Exercise goal
Give the number of lines in the data that contain "builder", and nothing more.

*** Dataset

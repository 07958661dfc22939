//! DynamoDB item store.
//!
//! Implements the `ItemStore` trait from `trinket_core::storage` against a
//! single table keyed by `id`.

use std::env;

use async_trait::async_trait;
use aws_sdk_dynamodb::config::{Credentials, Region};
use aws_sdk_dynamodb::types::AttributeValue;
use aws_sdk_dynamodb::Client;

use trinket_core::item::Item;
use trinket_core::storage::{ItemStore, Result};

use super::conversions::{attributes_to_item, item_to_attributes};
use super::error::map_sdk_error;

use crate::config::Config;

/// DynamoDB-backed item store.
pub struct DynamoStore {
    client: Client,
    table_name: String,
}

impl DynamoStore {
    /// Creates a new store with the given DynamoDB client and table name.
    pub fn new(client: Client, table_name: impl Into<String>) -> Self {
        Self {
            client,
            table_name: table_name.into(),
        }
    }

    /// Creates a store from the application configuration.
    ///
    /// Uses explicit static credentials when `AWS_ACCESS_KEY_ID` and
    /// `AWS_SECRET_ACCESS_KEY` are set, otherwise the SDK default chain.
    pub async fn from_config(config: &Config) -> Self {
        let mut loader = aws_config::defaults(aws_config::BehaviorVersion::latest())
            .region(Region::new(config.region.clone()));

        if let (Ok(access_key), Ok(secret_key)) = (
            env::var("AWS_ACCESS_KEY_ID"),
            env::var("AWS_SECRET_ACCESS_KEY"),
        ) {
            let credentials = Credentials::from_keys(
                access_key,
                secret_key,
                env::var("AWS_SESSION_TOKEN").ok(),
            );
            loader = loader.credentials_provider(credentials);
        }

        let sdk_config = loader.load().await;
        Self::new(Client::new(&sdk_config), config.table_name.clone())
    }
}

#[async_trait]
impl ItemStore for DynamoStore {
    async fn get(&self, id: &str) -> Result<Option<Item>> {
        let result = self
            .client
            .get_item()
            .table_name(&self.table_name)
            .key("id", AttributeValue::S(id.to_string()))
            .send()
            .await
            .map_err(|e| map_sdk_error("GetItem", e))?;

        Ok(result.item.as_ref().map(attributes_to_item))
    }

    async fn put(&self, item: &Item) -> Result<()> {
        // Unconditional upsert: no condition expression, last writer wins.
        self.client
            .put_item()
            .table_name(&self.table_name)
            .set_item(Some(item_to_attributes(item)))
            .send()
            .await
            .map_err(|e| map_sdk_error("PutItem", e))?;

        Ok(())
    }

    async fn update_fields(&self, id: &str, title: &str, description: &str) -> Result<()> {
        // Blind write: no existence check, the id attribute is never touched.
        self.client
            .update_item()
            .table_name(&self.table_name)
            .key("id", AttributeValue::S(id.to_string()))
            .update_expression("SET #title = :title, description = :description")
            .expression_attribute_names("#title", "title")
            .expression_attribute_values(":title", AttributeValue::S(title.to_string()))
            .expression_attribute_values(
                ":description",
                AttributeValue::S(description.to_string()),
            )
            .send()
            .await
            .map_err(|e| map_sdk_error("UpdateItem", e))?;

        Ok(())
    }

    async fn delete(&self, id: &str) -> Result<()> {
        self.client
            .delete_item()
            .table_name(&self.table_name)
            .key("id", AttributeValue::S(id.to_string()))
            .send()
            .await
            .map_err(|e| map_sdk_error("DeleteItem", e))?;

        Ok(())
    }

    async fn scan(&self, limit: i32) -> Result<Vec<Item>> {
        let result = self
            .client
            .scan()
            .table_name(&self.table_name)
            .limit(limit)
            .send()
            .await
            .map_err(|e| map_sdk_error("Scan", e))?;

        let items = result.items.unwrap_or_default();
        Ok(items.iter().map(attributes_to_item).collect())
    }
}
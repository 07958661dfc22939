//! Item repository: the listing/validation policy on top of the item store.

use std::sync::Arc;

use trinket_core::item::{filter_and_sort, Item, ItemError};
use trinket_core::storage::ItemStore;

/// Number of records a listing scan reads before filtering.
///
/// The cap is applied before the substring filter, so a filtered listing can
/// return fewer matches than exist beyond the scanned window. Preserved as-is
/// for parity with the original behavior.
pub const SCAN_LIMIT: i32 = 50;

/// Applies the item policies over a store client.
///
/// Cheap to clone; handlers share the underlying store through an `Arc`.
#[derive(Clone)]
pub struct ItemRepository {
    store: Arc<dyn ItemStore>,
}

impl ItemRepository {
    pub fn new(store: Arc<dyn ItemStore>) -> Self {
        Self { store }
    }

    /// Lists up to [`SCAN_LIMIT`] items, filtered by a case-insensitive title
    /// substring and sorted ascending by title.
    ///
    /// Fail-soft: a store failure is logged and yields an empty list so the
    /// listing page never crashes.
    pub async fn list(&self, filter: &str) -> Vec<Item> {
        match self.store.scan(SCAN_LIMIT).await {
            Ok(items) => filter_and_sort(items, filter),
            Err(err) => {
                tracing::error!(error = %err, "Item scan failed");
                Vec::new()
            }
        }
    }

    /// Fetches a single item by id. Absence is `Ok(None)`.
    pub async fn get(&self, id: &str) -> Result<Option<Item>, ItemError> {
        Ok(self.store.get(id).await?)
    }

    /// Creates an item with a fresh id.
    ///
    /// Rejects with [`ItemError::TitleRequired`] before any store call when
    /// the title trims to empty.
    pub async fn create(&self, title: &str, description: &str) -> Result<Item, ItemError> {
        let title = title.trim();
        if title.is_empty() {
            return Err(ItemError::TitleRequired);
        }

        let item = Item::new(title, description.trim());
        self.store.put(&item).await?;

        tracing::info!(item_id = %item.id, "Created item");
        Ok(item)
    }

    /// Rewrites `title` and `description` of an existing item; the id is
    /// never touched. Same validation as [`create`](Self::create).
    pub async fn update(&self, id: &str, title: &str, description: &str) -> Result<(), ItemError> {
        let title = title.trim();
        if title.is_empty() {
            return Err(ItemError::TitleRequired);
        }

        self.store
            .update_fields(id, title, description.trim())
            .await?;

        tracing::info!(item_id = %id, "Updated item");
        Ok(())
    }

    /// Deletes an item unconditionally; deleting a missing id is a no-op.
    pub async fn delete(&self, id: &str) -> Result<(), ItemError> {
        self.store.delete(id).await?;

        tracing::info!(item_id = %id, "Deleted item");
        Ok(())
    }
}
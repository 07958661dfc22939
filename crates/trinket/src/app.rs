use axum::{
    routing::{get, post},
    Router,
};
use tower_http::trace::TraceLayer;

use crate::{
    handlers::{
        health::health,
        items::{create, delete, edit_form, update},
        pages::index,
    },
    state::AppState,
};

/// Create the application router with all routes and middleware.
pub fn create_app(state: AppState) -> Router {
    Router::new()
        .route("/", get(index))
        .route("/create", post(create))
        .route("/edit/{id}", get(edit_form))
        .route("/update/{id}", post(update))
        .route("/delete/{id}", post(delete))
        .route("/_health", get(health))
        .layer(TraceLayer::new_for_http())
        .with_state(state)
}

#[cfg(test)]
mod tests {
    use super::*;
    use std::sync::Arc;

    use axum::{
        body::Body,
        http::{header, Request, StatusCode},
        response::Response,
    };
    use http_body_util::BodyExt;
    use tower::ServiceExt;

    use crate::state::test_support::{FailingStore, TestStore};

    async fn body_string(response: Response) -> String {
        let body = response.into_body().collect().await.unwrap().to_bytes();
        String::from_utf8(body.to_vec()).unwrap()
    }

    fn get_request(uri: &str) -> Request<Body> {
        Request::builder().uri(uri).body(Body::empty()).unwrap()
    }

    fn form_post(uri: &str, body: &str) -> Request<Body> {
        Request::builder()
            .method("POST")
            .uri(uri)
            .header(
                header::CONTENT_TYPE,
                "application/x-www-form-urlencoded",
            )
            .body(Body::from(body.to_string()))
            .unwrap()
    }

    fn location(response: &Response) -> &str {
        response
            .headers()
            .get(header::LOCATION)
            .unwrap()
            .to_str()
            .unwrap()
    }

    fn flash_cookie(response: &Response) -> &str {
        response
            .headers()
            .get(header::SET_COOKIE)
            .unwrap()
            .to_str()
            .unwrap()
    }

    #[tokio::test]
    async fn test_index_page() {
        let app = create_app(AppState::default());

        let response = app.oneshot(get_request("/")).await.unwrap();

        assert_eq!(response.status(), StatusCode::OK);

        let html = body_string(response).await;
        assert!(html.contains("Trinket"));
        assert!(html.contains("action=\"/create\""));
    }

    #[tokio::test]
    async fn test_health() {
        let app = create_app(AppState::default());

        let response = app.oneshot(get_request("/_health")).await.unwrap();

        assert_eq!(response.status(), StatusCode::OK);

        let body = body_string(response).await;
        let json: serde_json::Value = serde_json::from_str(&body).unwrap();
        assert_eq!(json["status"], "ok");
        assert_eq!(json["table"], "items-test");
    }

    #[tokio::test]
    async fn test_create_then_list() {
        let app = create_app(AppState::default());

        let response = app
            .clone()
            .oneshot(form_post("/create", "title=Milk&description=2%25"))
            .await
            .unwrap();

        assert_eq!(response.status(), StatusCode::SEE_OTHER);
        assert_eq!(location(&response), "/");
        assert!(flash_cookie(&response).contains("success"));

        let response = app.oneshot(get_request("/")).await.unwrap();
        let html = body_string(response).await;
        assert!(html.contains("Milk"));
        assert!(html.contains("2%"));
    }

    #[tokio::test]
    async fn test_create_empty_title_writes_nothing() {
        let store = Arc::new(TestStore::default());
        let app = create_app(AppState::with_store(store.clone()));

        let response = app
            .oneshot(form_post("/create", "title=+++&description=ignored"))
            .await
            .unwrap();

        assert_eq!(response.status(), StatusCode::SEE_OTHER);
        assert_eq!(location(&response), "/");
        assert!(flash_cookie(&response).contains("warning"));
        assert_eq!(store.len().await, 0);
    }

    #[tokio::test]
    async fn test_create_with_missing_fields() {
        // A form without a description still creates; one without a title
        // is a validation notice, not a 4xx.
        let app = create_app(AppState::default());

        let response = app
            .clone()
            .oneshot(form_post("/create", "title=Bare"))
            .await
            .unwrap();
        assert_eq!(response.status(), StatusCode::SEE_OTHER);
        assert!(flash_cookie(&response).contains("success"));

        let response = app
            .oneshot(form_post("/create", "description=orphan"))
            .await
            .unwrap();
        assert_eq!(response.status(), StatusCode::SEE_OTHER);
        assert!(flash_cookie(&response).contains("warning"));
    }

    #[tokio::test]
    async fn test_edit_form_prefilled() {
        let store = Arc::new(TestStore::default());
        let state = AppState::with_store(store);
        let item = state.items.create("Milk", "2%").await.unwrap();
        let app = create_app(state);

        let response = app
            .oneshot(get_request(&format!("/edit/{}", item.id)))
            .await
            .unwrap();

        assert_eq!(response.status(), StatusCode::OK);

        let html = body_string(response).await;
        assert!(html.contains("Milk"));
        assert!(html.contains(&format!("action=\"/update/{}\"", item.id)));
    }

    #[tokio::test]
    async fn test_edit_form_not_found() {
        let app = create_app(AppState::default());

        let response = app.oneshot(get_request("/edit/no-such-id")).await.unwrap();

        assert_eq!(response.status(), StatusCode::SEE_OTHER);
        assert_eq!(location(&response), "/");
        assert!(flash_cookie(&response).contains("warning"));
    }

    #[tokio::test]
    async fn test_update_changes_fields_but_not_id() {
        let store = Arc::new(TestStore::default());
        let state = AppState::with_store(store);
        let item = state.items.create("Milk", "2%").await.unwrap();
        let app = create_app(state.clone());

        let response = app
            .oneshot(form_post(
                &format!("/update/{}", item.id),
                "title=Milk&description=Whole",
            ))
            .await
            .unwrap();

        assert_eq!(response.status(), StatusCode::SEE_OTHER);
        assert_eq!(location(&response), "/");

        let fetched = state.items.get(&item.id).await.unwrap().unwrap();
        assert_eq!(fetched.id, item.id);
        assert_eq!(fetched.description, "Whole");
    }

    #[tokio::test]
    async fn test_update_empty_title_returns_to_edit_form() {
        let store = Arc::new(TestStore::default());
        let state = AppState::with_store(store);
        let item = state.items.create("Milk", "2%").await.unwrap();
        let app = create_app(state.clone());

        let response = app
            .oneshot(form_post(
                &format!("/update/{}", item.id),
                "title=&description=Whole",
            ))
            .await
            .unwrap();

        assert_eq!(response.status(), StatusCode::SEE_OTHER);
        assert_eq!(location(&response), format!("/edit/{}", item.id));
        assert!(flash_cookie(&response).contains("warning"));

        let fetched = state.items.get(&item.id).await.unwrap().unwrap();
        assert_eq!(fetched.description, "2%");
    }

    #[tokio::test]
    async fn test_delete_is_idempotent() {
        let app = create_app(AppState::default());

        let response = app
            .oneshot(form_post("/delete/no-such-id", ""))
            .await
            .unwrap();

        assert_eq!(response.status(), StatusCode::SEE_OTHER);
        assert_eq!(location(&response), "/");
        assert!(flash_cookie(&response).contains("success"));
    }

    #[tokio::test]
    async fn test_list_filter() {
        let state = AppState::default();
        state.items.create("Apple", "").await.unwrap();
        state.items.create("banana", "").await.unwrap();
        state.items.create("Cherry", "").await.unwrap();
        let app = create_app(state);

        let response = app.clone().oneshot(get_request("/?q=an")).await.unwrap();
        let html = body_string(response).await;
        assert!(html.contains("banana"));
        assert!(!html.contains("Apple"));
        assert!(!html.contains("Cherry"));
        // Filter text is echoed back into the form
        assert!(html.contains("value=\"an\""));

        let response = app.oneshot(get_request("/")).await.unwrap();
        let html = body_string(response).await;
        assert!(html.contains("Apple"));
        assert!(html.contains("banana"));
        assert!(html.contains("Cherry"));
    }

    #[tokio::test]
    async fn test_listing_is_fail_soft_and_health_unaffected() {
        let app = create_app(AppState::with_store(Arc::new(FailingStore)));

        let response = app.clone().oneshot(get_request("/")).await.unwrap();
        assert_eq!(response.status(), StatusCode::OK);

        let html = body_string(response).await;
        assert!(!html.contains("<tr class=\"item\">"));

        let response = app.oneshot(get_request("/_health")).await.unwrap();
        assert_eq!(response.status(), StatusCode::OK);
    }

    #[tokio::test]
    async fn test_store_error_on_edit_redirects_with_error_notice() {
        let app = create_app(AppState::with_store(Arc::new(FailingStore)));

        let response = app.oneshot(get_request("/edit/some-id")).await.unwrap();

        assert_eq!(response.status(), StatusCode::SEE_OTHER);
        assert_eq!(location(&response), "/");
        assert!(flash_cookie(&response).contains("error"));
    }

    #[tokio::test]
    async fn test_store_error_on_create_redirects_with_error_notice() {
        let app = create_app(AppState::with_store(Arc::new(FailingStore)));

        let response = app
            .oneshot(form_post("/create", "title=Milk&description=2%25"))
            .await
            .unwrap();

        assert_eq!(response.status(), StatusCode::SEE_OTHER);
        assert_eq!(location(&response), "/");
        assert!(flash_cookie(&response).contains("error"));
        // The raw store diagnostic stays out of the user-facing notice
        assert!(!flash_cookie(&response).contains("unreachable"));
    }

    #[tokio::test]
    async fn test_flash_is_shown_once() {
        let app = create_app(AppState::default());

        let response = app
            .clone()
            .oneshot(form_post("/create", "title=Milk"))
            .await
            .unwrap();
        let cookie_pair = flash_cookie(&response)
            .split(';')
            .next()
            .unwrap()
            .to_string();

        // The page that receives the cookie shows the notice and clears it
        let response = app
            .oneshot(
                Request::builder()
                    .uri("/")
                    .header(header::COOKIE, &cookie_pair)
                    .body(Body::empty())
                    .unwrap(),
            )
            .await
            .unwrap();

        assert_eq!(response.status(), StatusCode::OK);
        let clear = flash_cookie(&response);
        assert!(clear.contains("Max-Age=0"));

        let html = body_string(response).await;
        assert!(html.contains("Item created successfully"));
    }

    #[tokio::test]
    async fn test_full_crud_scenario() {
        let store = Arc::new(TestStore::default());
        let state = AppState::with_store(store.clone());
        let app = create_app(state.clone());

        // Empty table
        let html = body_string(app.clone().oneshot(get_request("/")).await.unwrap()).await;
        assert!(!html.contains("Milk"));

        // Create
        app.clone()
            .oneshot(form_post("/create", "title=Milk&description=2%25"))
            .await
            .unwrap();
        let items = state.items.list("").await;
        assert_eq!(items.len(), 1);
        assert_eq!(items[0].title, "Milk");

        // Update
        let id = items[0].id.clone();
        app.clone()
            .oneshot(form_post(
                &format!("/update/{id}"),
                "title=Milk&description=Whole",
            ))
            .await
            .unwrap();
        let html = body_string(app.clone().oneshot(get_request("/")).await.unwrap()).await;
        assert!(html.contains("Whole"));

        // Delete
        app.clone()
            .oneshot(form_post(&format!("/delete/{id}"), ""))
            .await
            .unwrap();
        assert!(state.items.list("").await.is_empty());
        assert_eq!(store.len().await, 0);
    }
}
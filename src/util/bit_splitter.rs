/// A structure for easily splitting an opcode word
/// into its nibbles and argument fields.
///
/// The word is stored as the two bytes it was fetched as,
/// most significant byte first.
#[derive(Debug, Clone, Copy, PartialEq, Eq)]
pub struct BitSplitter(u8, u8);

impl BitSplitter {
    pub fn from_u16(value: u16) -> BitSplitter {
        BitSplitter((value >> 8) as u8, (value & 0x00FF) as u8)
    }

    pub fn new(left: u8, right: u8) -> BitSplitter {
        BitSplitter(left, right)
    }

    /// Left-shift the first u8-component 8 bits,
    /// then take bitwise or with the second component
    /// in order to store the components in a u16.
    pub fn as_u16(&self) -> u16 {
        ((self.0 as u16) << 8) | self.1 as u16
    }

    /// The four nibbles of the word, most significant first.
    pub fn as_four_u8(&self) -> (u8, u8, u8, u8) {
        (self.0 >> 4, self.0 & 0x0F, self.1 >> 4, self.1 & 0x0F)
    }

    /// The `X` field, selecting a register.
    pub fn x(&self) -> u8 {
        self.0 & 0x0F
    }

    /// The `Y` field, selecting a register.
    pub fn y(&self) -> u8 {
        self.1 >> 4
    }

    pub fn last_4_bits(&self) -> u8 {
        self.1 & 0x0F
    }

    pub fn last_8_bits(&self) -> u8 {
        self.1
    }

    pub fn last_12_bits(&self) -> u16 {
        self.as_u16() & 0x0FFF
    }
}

******

Result of this exercise
3